If you're a heavy command-line user, you're likely to find the pathetic handful of colours available as standard to be too limiting.

So you'll be running a 256-colour terminal. Much nicer.

You may also use GNU screen, or tmux, to allow for persistent sessions and multiple terminals within a single window. Also nice.

My problem started when I started needing to access multiple machines at once. One screen connected to multiple machines just resulted in too many terminals to try switching between. So I went the slightly more difficult route: Screens within screens.

You can do this with the defaults so long as you know that "Ctrl-a a" will send a "Ctrl-a" to the screen within the screen. But it's tortuous, so I advise you instead change the escape key. I moved mine to Z, since I rarely need to use Ctrl-z. Just add "escape ^Zz" to your screen config file to do this.

Job done, I now switch between machines with Ctrl-z and between screens on the machine with the usual Ctrl-a.

Just one problem: I lost my 256 colours :(

The problem was odd, because the screens were all 256-color. There's a nice little perl script I found ages ago - 256colors2.pl - which simply outputs all 256 colours to the terminal. My local screen displayed them perfectly. My remote machine's screen displayed them perfectly. But the remote machine's screen within my local screen didn't.


I asked around on #screen but although the problem sounded familiar, nobody could offer a solution.

I figured the problem had to be something in my environment, so I checked my TERM. it was 'xterm', then 'screen-bce' within a screen session. All fine. Then I noticed that when I ssh'd to the remote machine from within my local screen, it too picked up the 'screen-bce' setting. Which makes sense and is clever and all, but I had a hunch..

Yep. Exporting TERM=xterm on the remote machine before running screen solved the problem. In fact, running it before re-attaching to my existing screen fixed it, too. Finally, my vim syntax hilighting was back to full-colour!
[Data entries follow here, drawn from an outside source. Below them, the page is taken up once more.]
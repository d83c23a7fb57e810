#[path = "common/mod.rs"]
mod common;

use common::*;
use graphscrape::{MalformedPolicy, NormalizeError, PageScraper, TableFormat, POST_COLUMNS};
use std::fs;
use std::time::Duration;

/// Two pages with one post each; the second post has no `likes` edge.
/// Output: header + 2 rows, second row's num_likes is 0, timestamps shifted to UTC-8.
#[test]
fn two_page_feed_to_csv() {
    let first_url = url_builder().feed_url("page1").unwrap();
    let mut second = post("page1_2", "2016-03-02T01:00:00+0000");
    second.as_object_mut().unwrap().remove("likes");

    let t = ScriptedTransport::new()
        .page(&first_url, page(vec![post("page1_1", "2016-03-01T12:00:00+0000")], Some("http://graph.test/next/2")))
        .page("http://graph.test/next/2", page(vec![second], None));

    let dir = tempfile::tempdir().unwrap();
    let scraper = PageScraper::with_transport(test_options(), t);
    let summary = scraper.scrape_page_feed("page1", dir.path()).unwrap();

    let out = dir.path().join("page1_statuses.csv");
    assert_eq!(summary.output.as_deref(), Some(out.as_path()));
    assert_eq!((summary.items, summary.written, summary.skipped, summary.pages), (2, 2, 0, 2));
    assert_eq!(summary.post_ids, vec!["page1_1", "page1_2"]);

    let rows = csv_rows(&fs::read_to_string(&out).unwrap());
    assert_eq!(rows.len(), 3);
    assert_eq!(rows[0], POST_COLUMNS.to_vec());

    let likes = POST_COLUMNS.iter().position(|c| *c == "num_likes").unwrap();
    let published = POST_COLUMNS.iter().position(|c| *c == "post_published").unwrap();
    assert_eq!(rows[1][0], "page1_1");
    assert_eq!(rows[1][likes], "10");
    assert_eq!(rows[1][published], "2016-03-01 04:00:00");
    assert_eq!(rows[2][0], "page1_2");
    assert_eq!(rows[2][likes], "0");
    assert_eq!(rows[2][published], "2016-03-01 17:00:00");
    assert!(!dir.path().join("page1_statuses.csv.part").exists());
}

/// The initial request carries fields, limit and the `<id>|<secret>` token.
#[test]
fn initial_feed_url_shape() {
    let url = url_builder().feed_url("page1").unwrap();
    assert!(url.starts_with("http://graph.test/v1/page1/feed?fields="), "{url}");
    assert!(url.contains("limit=2"), "{url}");
    assert!(url.contains("access_token=app%7Csecret"), "{url}");

    let url = url_builder().reactions_url("page1_9").unwrap();
    assert_eq!(url, "http://graph.test/v1/page1_9/reactions?limit=2&access_token=app%7Csecret");
}

/// Ids are a single path segment; reserved characters cannot reshape the request.
#[test]
fn node_id_is_escaped_in_path() {
    let url = url_builder().reactions_url("a/b?limit=1").unwrap();
    assert_eq!(url, "http://graph.test/v1/a%2Fb%3Flimit=1/reactions?limit=2&access_token=app%7Csecret");
    assert!(url_builder().reactions_url(" ").is_err());
}

/// The reported duration covers the first request too, however long it takes.
#[test]
fn elapsed_covers_slow_first_page() {
    let first_url = url_builder().feed_url("page1").unwrap();
    let t = ScriptedTransport::new()
        .page(&first_url, page(vec![post("page1_1", "2016-03-01T12:00:00+0000")], None))
        .delayed(Duration::from_millis(120));
    let dir = tempfile::tempdir().unwrap();
    let summary = PageScraper::with_transport(test_options(), t)
        .scrape_page_feed("page1", dir.path())
        .unwrap();
    assert_eq!(summary.pages, 1);
    assert!(summary.elapsed >= Duration::from_millis(120), "{:?}", summary.elapsed);
}

/// Default policy: a post missing a required field aborts the scan and no final file appears.
#[test]
fn malformed_post_aborts_by_default() {
    let first_url = url_builder().feed_url("page1").unwrap();
    let mut bad = post("page1_2", "2016-03-02T01:00:00+0000");
    bad.as_object_mut().unwrap().remove("from");

    let t = ScriptedTransport::new().page(&first_url, page(vec![post("page1_1", "2016-03-01T12:00:00+0000"), bad], None));
    let dir = tempfile::tempdir().unwrap();
    let err = PageScraper::with_transport(test_options(), t)
        .scrape_page_feed("page1", dir.path())
        .unwrap_err();

    assert_eq!(err.downcast_ref::<NormalizeError>(), Some(&NormalizeError::MissingField("from")));
    assert!(!dir.path().join("page1_statuses.csv").exists());
}

/// Skip policy: only the bad item is dropped.
#[test]
fn malformed_post_is_skipped_when_asked() {
    let first_url = url_builder().feed_url("page1").unwrap();
    let mut bad = post("page1_2", "2016-03-02T01:00:00+0000");
    bad["likes"] = serde_json::json!({"data": []});

    let t = ScriptedTransport::new().page(
        &first_url,
        page(vec![post("page1_1", "2016-03-01T12:00:00+0000"), bad, post("page1_3", "2016-03-03T12:00:00+0000")], None),
    );
    let dir = tempfile::tempdir().unwrap();
    let summary = PageScraper::with_transport(test_options(), t)
        .on_malformed(MalformedPolicy::Skip)
        .scrape_page_feed("page1", dir.path())
        .unwrap();

    assert_eq!((summary.items, summary.written, summary.skipped), (3, 2, 1));
    let rows = csv_rows(&fs::read_to_string(dir.path().join("page1_statuses.csv")).unwrap());
    let ids: Vec<&str> = rows.iter().skip(1).map(|r| r[0].as_str()).collect();
    assert_eq!(ids, vec!["page1_1", "page1_3"]);
}

/// A second run replaces the table instead of appending below the old rows.
#[test]
fn rerun_replaces_tsv_output() {
    let first_url = url_builder().feed_url("page1").unwrap();
    let dir = tempfile::tempdir().unwrap();
    for _ in 0..2 {
        let t = ScriptedTransport::new().page(&first_url, page(vec![post("page1_1", "2016-03-01T12:00:00+0000")], None));
        PageScraper::with_transport(test_options(), t)
            .table_format(TableFormat::Tsv)
            .scrape_page_feed("page1", dir.path())
            .unwrap();
    }
    let text = fs::read_to_string(dir.path().join("page1_statuses.tsv")).unwrap();
    let lines: Vec<&str> = text.lines().collect();
    assert_eq!(lines.len(), 2);
    assert_eq!(lines[0], POST_COLUMNS.join("\t"));
    assert!(lines[1].starts_with("page1_1\tmessage of page1_1\tpage1\tPage One\t"));
}

/// A non-JSON body is fatal even under the skip policy.
#[test]
fn invalid_json_body_is_fatal() {
    let first_url = url_builder().feed_url("page1").unwrap();
    let t = ScriptedTransport::new()
        .page(&first_url, page(vec![post("page1_1", "2016-03-01T12:00:00+0000")], Some("http://graph.test/next/2")))
        .on("http://graph.test/next/2", vec![Reply::Body("<html>maintenance</html>".into())]);
    let dir = tempfile::tempdir().unwrap();
    let res = PageScraper::with_transport(test_options(), t)
        .on_malformed(MalformedPolicy::Skip)
        .scrape_page_feed("page1", dir.path());
    assert!(res.is_err());
}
It turns out the screen-bce terminfo on the remote machine isn't set to have 256 colours:

$ infocmp screen-bce   
#       Reconstructed via infocmp from file: /lib/terminfo/s/screen-bce
screen-bce|VT 100/ANSI X3.64 virtual terminal with bce,
        am, bce, km, mir, msgr, xenl,
        colors#8, cols#80, it#8, lines#24, pairs#64,

See? Eight. What use are just EIGHT colours?!?

So, let's fix this problem properly, shall we? We need to fix the terminal settings.

Now, you could do this by modifying the termcap:

$ infocmp screen-bce > screen-bce.ti
$ vi !$

^ dumps the current definition into a text file and opens it for editing in vi. Edit colors from 8 to 256, save and exit.

$ sudo tic screen-bce.ti 

^ As root, compile the modified source file into the binary that'll live in /usr/share/terminfo/

However, an examination of the /usr/share/terminfo/s/ directory shows a termcap called screen-256color-s, so rather than change the termcap on every server, it seemed to make more sense to just update my settings so that screen would set my TERM to be the 256-color one.

This I duly did, and w00t! I have 256 colours everywhere, regardless of whether the screens are contained in other screens. Yay!